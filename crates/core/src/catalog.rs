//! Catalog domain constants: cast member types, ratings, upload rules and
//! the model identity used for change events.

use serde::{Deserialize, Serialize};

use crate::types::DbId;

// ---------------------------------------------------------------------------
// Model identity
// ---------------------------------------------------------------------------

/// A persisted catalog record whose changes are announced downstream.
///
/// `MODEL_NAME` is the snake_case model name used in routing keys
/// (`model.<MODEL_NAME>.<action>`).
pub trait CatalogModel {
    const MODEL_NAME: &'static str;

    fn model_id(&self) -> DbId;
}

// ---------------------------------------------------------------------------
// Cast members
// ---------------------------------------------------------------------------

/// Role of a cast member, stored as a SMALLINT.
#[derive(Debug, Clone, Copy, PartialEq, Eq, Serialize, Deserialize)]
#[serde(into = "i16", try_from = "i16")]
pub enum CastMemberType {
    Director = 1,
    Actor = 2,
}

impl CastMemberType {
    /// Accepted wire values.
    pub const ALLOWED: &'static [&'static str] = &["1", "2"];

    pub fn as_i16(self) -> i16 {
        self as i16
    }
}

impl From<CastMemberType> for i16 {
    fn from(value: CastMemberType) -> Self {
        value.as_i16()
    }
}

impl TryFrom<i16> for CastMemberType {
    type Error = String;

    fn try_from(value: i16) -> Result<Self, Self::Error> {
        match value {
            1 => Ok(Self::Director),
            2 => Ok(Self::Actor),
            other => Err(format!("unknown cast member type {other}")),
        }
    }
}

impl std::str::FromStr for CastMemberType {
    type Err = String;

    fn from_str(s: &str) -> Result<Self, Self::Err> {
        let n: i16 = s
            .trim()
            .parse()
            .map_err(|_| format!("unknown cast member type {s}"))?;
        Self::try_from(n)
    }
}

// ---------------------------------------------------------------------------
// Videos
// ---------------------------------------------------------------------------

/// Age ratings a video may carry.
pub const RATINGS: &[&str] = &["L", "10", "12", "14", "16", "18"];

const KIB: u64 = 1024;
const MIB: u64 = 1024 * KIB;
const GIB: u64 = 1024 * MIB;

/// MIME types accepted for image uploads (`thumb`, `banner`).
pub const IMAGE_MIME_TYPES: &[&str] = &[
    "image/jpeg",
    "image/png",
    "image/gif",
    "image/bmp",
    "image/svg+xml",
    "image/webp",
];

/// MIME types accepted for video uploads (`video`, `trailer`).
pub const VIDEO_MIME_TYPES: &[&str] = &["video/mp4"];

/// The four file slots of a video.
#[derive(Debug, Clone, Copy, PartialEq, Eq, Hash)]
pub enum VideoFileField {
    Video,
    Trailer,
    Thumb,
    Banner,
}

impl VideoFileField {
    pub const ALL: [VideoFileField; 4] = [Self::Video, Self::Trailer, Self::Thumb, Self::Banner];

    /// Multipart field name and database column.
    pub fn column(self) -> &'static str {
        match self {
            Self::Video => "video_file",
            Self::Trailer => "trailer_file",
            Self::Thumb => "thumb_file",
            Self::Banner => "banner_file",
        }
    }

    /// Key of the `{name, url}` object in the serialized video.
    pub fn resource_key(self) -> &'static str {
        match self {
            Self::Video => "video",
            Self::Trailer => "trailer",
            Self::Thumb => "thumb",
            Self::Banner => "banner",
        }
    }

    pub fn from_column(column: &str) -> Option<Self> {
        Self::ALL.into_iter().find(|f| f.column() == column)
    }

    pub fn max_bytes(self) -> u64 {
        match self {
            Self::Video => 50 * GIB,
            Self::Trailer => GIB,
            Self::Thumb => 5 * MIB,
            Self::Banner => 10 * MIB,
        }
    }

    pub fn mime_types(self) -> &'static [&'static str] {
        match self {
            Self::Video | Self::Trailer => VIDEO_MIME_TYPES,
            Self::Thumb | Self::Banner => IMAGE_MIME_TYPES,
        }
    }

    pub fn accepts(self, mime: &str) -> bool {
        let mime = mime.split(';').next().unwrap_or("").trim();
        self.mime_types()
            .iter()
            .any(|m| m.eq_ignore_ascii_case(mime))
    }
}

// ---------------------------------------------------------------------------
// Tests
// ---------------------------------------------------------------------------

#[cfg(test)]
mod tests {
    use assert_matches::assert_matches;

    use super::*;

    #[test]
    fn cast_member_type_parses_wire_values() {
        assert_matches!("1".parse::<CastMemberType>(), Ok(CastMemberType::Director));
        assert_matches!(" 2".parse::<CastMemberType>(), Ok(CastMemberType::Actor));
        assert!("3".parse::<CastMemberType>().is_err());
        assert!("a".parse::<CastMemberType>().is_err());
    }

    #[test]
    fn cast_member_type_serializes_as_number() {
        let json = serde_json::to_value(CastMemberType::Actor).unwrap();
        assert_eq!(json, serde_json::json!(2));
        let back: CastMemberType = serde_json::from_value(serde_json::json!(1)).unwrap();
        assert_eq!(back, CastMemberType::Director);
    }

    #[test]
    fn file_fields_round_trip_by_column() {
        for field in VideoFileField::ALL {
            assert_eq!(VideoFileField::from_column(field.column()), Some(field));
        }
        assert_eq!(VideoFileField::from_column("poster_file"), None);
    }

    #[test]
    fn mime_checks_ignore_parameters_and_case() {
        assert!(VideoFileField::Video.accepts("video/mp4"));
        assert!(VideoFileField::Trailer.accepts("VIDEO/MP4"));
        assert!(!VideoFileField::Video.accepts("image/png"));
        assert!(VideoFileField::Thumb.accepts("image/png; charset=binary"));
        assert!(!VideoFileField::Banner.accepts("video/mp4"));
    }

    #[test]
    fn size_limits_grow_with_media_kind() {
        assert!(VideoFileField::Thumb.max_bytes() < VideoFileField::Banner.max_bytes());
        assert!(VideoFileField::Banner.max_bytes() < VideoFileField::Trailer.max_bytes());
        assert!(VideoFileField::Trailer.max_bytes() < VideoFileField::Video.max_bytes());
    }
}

==================================================

Return all lines from the data that include the string "Result".

    fn try_from(value: i16) -> Result<Self, Self::Error> {
    fn from_str(s: &str) -> Result<Self, Self::Err> {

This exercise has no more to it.